A gyno on what that white stuff in your undies is trying to tell you.

There's just something about 'vaginal discharge' that make people feel ~uncomfortable~. See! We can see you squirming from here. For something that gynecologists say every woman has, we're all like, super weirded out by the stuff.

Why? Well, it's mostly because no one has a clue what constitutes as 'normal' discharge. How much is too much? What colour should it be? Should it smell? What if you get no discharge at all? It's confusing, and the guy taking all the hits is our friend Google, 'cause no one really talks about it. But don't worry - that's what we're here for! *Winks*.

To give you a no-BS explainer, we spoke to a gynecologist to get their advice on the mystery surrounding the stuff in your pants at the end of the day.

Listen to Mamamia's podcast for your face, You Beauty, where host Leigh Campbell reveals why your hair is falling out after pregnancy. Post continues below. 

So, yeah - what's the go?

Repeat after us: Every vagina has discharge. And it's totally fine. In fact, it's unusual if you don't have any kind of markings in your undies before your evening shower.

To get into the nitty gritty of where this stuff actually comes from, Associate Professor Gino Pecoraro, a specialist obstetrician/gynaecologist in Brisbane explained, "Vaginal discharge is that usually small volume of sometimes watery and sometimes thicker fluid. The fluid is made up of secretions by both the cervix and the wall of the vagina and these both change during a normal cycle."

So what exactly is it? "The egg-white, runny mucus of the mid-cycle is due to high oestrogen levels, while progesterone in the second half of the cycle makes the mucus thicker and appear less in volume," said Prof. Pecoraro. 

"Normal bacteria inhabit the vagina and feed off the sugars that are found in the secretions to help keep the normal vaginal pH, and an acid level which discourages the growth of fungi (like thrush)."


In short, this means your vagina is healthy. Yay! Your discharge is basically a sign that your vagina is cleaning itself properly, by maintaining its pH balance and keeping the balance between good vs bad bacteria. What a champ.

What's the 'normal' amount of discharge?

Your discharge will fluctuate throughout the month and taking the pill may impact this natural rhythm - but the normal kinda process usually goes like this. After your period, you might have a couple of 'dry' days (your vagina is still cleaning itself, but there isn't a lot of cervical mucus going on). 

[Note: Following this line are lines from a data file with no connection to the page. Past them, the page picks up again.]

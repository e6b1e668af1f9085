use std::sync::Arc;

use axum::extract::{Query, State};
use axum::http::StatusCode;
use axum::response::{IntoResponse, Redirect, Response};
use axum::Form;
use axum_extra::extract::cookie::{Cookie, CookieJar, SameSite};
use serde::Deserialize;

use crate::db::{self, queries};
use crate::errors::AppError;
use crate::forms::{FieldErrors, LoginForm, RegisterForm};
use crate::handlers::extract::MaybeUser;
use crate::services::auth::{self, SESSION_COOKIE};
use crate::state::AppState;
use crate::web::{self, esc, flash, form};

const INVALID_LOGIN: &str = "Invalid email or password.";

/// Only local paths are honored, so `next` cannot bounce to another host.
fn safe_next(next: &str) -> Option<&str> {
    let local = next.starts_with('/') && !next.starts_with("//") && !next.starts_with("/\\");
    local.then_some(next)
}

fn session_cookie(value: String) -> Cookie<'static> {
    Cookie::build((SESSION_COOKIE, value))
        .path("/")
        .http_only(true)
        .same_site(SameSite::Lax)
        .build()
}

fn signed_in(state: &AppState, jar: CookieJar, user_id: i64) -> Result<CookieJar, AppError> {
    let now = chrono::Local::now().naive_local();
    let token = {
        let db = state.db();
        auth::start_session(&db, user_id, state.session_ttl(), now)?
    };
    Ok(jar.add(session_cookie(state.sessions.sign(&token))))
}

// ── Login ──

#[derive(Debug, Default, Deserialize)]
#[serde(default)]
pub struct NextQuery {
    pub next: String,
}

fn login_content(form_data: &LoginForm, errors: &FieldErrors, message: Option<&str>) -> String {
    let mut fields = String::new();
    if let Some(message) = message {
        fields.push_str(&format!(r#"<p class="field-error">{}</p>"#, esc(message)));
    }
    fields.push_str(&form::input("email", "email", "Email", &form_data.email, errors));
    fields.push_str(&form::input("password", "password", "Password", "", errors));
    fields.push_str(&form::hidden("next", &form_data.next));

    format!(
        r#"{}<p class="muted">No account yet? <a href="/auth/register">Register your business</a>.</p>"#,
        form::form("/auth/login", &fields, "Log in")
    )
}

pub async fn login_page(
    MaybeUser(user): MaybeUser,
    jar: CookieJar,
    Query(query): Query<NextQuery>,
) -> Response {
    if user.is_some() {
        return Redirect::to("/dashboard/").into_response();
    }
    let form_data = LoginForm {
        next: query.next,
        ..Default::default()
    };
    web::page(jar, "Log in", None, &login_content(&form_data, &FieldErrors::default(), None)).into_response()
}

pub async fn login(
    State(state): State<Arc<AppState>>,
    jar: CookieJar,
    Form(form_data): Form<LoginForm>,
) -> Result<Response, AppError> {
    let email = match form_data.validate() {
        Ok(email) => email,
        Err(errors) => {
            let content = login_content(&form_data, &errors, None);
            return Ok((StatusCode::UNPROCESSABLE_ENTITY, web::page(jar, "Log in", None, &content)).into_response());
        }
    };

    let user = {
        let db = state.db();
        queries::get_user_by_email(&db, &email)?
    };

    let verified = match &user {
        Some(u) => auth::verify_password(form_data.password.clone(), u.password_hash.clone()).await,
        None => false,
    };
    let user = match user {
        Some(u) if verified => u,
        _ => {
            tracing::info!(email = %email, "login failed");
            let content = login_content(&form_data, &FieldErrors::default(), Some(INVALID_LOGIN));
            return Ok((StatusCode::UNPROCESSABLE_ENTITY, web::page(jar, "Log in", None, &content)).into_response());
        }
    };

    let jar = signed_in(&state, jar, user.id)?;
    tracing::info!(user_id = user.id, "user logged in");

    let target = safe_next(&form_data.next).unwrap_or("/dashboard/").to_string();
    let jar = flash::push(jar, flash::Level::Success, format!("Welcome back, {}!", user.first_name));
    Ok((jar, Redirect::to(&target)).into_response())
}

// ── Registration ──

fn register_content(form_data: &RegisterForm, errors: &FieldErrors) -> String {
    let fields = [
        form::input("email", "email", "Email", &form_data.email, errors),
        form::input("text", "first_name", "First name", &form_data.first_name, errors),
        form::input("text", "last_name", "Last name", &form_data.last_name, errors),
        form::input("password", "password", "Password", "", errors),
        form::input("password", "confirm_password", "Confirm password", "", errors),
    ]
    .concat();
    format!(
        r#"{}<p class="muted">Already registered? <a href="/auth/login">Log in</a>.</p>"#,
        form::form("/auth/register", &fields, "Create account")
    )
}

pub async fn register_page(MaybeUser(user): MaybeUser, jar: CookieJar) -> Response {
    if user.is_some() {
        return Redirect::to("/dashboard/").into_response();
    }
    let content = register_content(&RegisterForm::default(), &FieldErrors::default());
    web::page(jar, "Register", None, &content).into_response()
}

pub async fn register(
    State(state): State<Arc<AppState>>,
    jar: CookieJar,
    Form(form_data): Form<RegisterForm>,
) -> Result<Response, AppError> {
    let rerender = |jar: CookieJar, errors: &FieldErrors| {
        let content = register_content(&form_data, errors);
        (StatusCode::UNPROCESSABLE_ENTITY, web::page(jar, "Register", None, &content)).into_response()
    };

    let registration = match form_data.validate() {
        Ok(r) => r,
        Err(errors) => return Ok(rerender(jar, &errors)),
    };

    let taken = {
        let db = state.db();
        queries::get_user_by_email(&db, &registration.email)?.is_some()
    };
    let mut duplicate = FieldErrors::default();
    duplicate.add("email", "This email is already registered.");
    if taken {
        return Ok(rerender(jar, &duplicate));
    }

    let password_hash = auth::hash_password(registration.password.clone(), state.config.bcrypt_cost).await?;

    let created = {
        let db = state.db();
        queries::create_user(
            &db,
            &queries::NewUser {
                email: &registration.email,
                password_hash: &password_hash,
                first_name: &registration.first_name,
                last_name: &registration.last_name,
                is_admin: false,
            },
        )
    };
    let user_id = match created {
        Ok(id) => id,
        // Lost a race with a concurrent registration for the same address.
        Err(e) if db::is_constraint_violation(&e) => return Ok(rerender(jar, &duplicate)),
        Err(e) => return Err(e.into()),
    };
    tracing::info!(user_id, "user registered");

    let jar = signed_in(&state, jar, user_id)?;
    let jar = flash::push(jar, flash::Level::Success, "Your account has been created.");
    Ok((jar, Redirect::to("/dashboard/")).into_response())
}

// ── Logout ──

pub async fn logout(State(state): State<Arc<AppState>>, jar: CookieJar) -> Result<Response, AppError> {
    let token = jar
        .get(SESSION_COOKIE)
        .and_then(|c| state.sessions.verify(c.value()).map(str::to_string));
    if let Some(token) = token {
        let db = state.db();
        auth::end_session(&db, &token)?;
    }

    let jar = jar.remove(Cookie::build(SESSION_COOKIE).path("/"));
    let jar = flash::push(jar, flash::Level::Info, "You have been logged out.");
    Ok((jar, Redirect::to("/")).into_response())
}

Then, as estrogen levels rise (if you didn't listen in Health class - this means one of your eggs is ready for ovulation), you'll experience that "egg-white, runny mucus" Prof. Pecoraro was talking about earlier. As estrogen levels keep rising, this discharge will become thinner, slipperier and way more crafty. Wanna know why? It's basically doing this on the sly so that sperm can travel more easily through your vagina and into your uterus. Read: Your cute bod is defaulting to 'Get Pregnant' mode. 

After ovulation (and if you don't get pregnant), your estrogen levels drop and this discharge can get thicker and cloudier. Then, you get your period and the whole beautiful cycle starts again!

However, if you're consistently experiencing an increase of discharge, Prof. Pecoraro said this may be a sign of infection or an imbalance in the normal bacteria that live in the vagina. 

"Recurrent bouts of thrush, for example, might be linked to being on a high oestrogen-containing method of contraception, underlying diabetes or even iron deficiency which affects the body’s ability to fight off minor infections."

Our advice? It's best to get a check-up with your doctor or gyno to clear things up.


What does it mean if you're consistently dry?

"Dryness is one of the most common complaints menopausal women have and responds very well to topical oestrogen treatment. Dryness during intercourse may also be related to simpler things like lack of adequate foreplay, stress, underlying chronic illnesses like thyroid dysfunction or other autoimmune disease." 

Okay, so what does that mean?

If you're consistently dry and itchy, especially during ovulation, Prof. Pecoraro says it's worth taking a trip to the gynaecologist for an examination and perhaps even some investigations to rule out other causes.

What kinds of changes will signal if something is off?

"Just as the posters say, if there is a change in how your body works or is performing, it is usually worth a trip to the doctor to find out that everything is okay," said Prof. Pecoraro. "This goes in both directions, whether it’s a significant increase or a significant decrease in the normal vaginal discharge." 

"Any offensive smelling discharge must immediately be investigated to rule out a serious infection which may be related to sexually transmitted infections, overgrowth of vaginal bacteria or even on occasion, a forgotten tampon that has been left in or a condom that has come off during intercourse."

In a nutshell, discharge in your undies is totally normal (and healthy!), but if yours is different in any way, hit up your doctor for a chat. 

"Sexual and intimate health is an important part of overall health and well-being. No one should feel embarrassed to discuss sexual function with their GP or gynaecologist and if you don’t feel getting the answers you need or want, don’t forget to ask for referral to a specialist gynaecologist or for a second opinion."